Gupta et al. [18] stated that about one-third of patients with COPD have clinical confirmation of polyneuropathy, also two-thirds have abnormalities on electrophysiological studies, in addition, some patients with no clinical evidence of polyneuropathy still have electrophysiological deficit suggestive of polyneuropathy. In addition, concluded that polyneuropathy is not an uncommon systemic manifestation of COPD., Knowledge of its coexistence may be valuable in early diagnosis of polyneuropathy, thereby framing the preventive strategies and well-controlled chronic airway obstruction, keeping the PaO2 levels above the definition of hypoxemia (i.e., PaO2 > 60 mmHg) may probably help prevent or slow down the manifestations of polyneuropathy in COPD patients, and avoid another disability.
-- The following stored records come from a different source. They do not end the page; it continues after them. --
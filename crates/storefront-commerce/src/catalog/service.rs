//! The catalog service interface and an in-memory implementation.

use std::collections::BTreeSet;

use crate::catalog::{CatalogPage, CatalogProduct, CatalogQuery, Category};
use crate::error::CommerceError;
use crate::ids::ProductId;
use serde::Deserialize;

/// Read-only access to the product catalog.
///
/// The cart never calls this; pages and commands use it to find the
/// products they then hand to the cart.
pub trait CatalogService {
    /// Look up a single product.
    fn product(&self, id: &ProductId) -> Result<Option<CatalogProduct>, CommerceError>;

    /// Run a listing query.
    fn products(&self, query: &CatalogQuery) -> Result<CatalogPage, CommerceError>;

    /// List the catalog's categories.
    fn categories(&self) -> Result<Vec<Category>, CommerceError>;
}

/// A catalog held in memory, e.g. loaded from a saved API response.
#[derive(Debug, Clone, Default)]
pub struct InMemoryCatalog {
    products: Vec<CatalogProduct>,
}

/// Accepted document shapes: an API listing or a bare array.
#[derive(Deserialize)]
#[serde(untagged)]
enum CatalogDocument {
    Listing { products: Vec<CatalogProduct> },
    Products(Vec<CatalogProduct>),
}

impl InMemoryCatalog {
    /// Create a catalog from products, in listing order.
    pub fn new(products: Vec<CatalogProduct>) -> Self {
        Self { products }
    }

    /// Parse a catalog API listing (`{"products": [...]}`) or a JSON array.
    pub fn from_json(json: &str) -> Result<Self, CommerceError> {
        let document: CatalogDocument = serde_json::from_str(json)
            .map_err(|e| CommerceError::Catalog(format!("invalid catalog document: {}", e)))?;
        let products = match document {
            CatalogDocument::Listing { products } | CatalogDocument::Products(products) => {
                products
            }
        };
        Ok(Self::new(products))
    }

    /// Number of products.
    pub fn len(&self) -> usize {
        self.products.len()
    }

    /// Check if the catalog is empty.
    pub fn is_empty(&self) -> bool {
        self.products.is_empty()
    }
}

impl CatalogService for InMemoryCatalog {
    fn product(&self, id: &ProductId) -> Result<Option<CatalogProduct>, CommerceError> {
        Ok(self.products.iter().find(|p| &p.id == id).cloned())
    }

    fn products(&self, query: &CatalogQuery) -> Result<CatalogPage, CommerceError> {
        let matching: Vec<&CatalogProduct> = self
            .products
            .iter()
            .filter(|p| match query {
                CatalogQuery::All(_) => true,
                CatalogQuery::Category { slug, .. } => &p.category == slug,
                CatalogQuery::Search { text, .. } => p.matches_text(text),
            })
            .collect();

        let page = query.page();
        let total = matching.len() as u64;
        let take = if page.limit == 0 {
            usize::MAX
        } else {
            page.limit as usize
        };
        let products = matching
            .into_iter()
            .skip(page.skip as usize)
            .take(take)
            .cloned()
            .collect();

        Ok(CatalogPage {
            products,
            total,
            skip: page.skip,
            limit: page.limit,
        })
    }

    fn categories(&self) -> Result<Vec<Category>, CommerceError> {
        let slugs: BTreeSet<&str> = self
            .products
            .iter()
            .map(|p| p.category.as_str())
            .filter(|slug| !slug.is_empty())
            .collect();
        Ok(slugs.into_iter().map(Category::from_slug).collect())
    }
}

#[cfg(test)]
mod tests {
    use super::*;
    use crate::catalog::PageRequest;
    use crate::money::Money;

    fn catalog() -> InMemoryCatalog {
        InMemoryCatalog::new(vec![
            CatalogProduct::new(1, "iPhone 9", Money::new(54900)).with_category("smartphones"),
            CatalogProduct::new(2, "iPhone X", Money::new(89900)).with_category("smartphones"),
            CatalogProduct::new(3, "Galaxy Book", Money::new(149900)).with_category("laptops"),
            CatalogProduct::new(4, "Oil Free Moisturizer", Money::new(4000))
                .with_category("skincare"),
        ])
    }

    #[test]
    fn test_product_lookup() {
        let catalog = catalog();
        let found = catalog.product(&ProductId::from(3)).unwrap();
        assert_eq!(found.unwrap().title, "Galaxy Book");
        assert!(catalog.product(&ProductId::from(99)).unwrap().is_none());
    }

    #[test]
    fn test_category_paging() {
        let catalog = catalog();
        let page = catalog
            .products(&CatalogQuery::category("smartphones", PageRequest::new(1, 0)))
            .unwrap();
        assert_eq!(page.total, 2);
        assert_eq!(page.products.len(), 1);
        assert!(page.has_more());

        let next = catalog
            .products(&CatalogQuery::category("smartphones", page.next_page().unwrap()))
            .unwrap();
        assert_eq!(next.products[0].title, "iPhone X");
        assert!(!next.has_more());
    }

    #[test]
    fn test_search_is_unpaged() {
        let page = catalog().products(&CatalogQuery::search("iphone")).unwrap();
        assert_eq!(page.products.len(), 2);
        assert_eq!(page.total, 2);
    }

    #[test]
    fn test_categories_are_unique_and_sorted() {
        let slugs: Vec<String> = catalog()
            .categories()
            .unwrap()
            .into_iter()
            .map(|c| c.slug)
            .collect();
        assert_eq!(slugs, vec!["laptops", "skincare", "smartphones"]);
    }

    #[test]
    fn test_from_json_shapes() {
        let listing = r#"{"products":[{"id":1,"title":"A","price":1.5}],"total":1,"skip":0,"limit":30}"#;
        assert_eq!(InMemoryCatalog::from_json(listing).unwrap().len(), 1);

        let array = r#"[{"id":1,"title":"A","price":1.5},{"id":2,"title":"B","price":2}]"#;
        assert_eq!(InMemoryCatalog::from_json(array).unwrap().len(), 2);

        assert!(matches!(
            InMemoryCatalog::from_json("{not json"),
            Err(CommerceError::Catalog(_))
        ));
    }
}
Results of the nerve conduction study showed that there was a statistically significant increase of peripheral nerve motor and sensory changes in the COPD group when compared to the control group. In addition, there was a statistically significant positive correlation between nerve affection and grades of COPD. In addition, COPD affecting sensory fibers more than motor fibers and causing axonal sensory neuropathy. These results are equivalent to those described by Kayacan et al. [13], and Ozge et al. [19], who reported that the incidence of subclinical or clinical peripheral neuropathy in COPD was 28–95%. In addition, Kazi et al. [20], stated that, 96% of the patients with COPD were having neuropathy mainly subclinical detected by nerve conduction study, as most of the patients did not have any signs and symptoms of neuropathy. In addition, the neuropathy involved was sensory nerves; mainly the sural nerve and the most common changes of neuropathy were of axonal type. They added, there was a significant association and correlation between stages of COPD (according to FEV1%) with sural NCV and amplitude.

In addition, our results co agree with those described by El-Shinnawya et al. [21], who stated that the incidence of neuropathy is high, and a statistically significant positive correlation between the severity of neuropathy and the degree of hypoxemia, while it showed a negative correlation between spirometry values (FEV1 and FEV1 /FVC ratio) and median nerve distal latency.

Demir et al. [22], noticed peripheral neuropathy in (93.5%) of the studied patients (31 subjects) on EMG the sensory nerve conduction abnormalities were the most common, the sural nerve affected in (29 subjects), the ulnar nerve (26), median nerve (28), and motor nerve conduction abnormalities; peroneal (7), median nerve (2), tibial and ulnar nerve (1). And they concluded that the frequency of neuropathy, particularly sensorial, was more than expected, with a significant positive correlation between the degree of hypoxemia and the severity of neuropathy. In addition, they advise the use of electrophysiological studies for the detection of peripheral neuropathy in patients with COPD.

Conclusions

In COPD patients the peripheral nervous system could be affected subclinically once the severity of COPD increased and the patient should be neurophysiologically observed for early recognition of peripheral nervous system affection.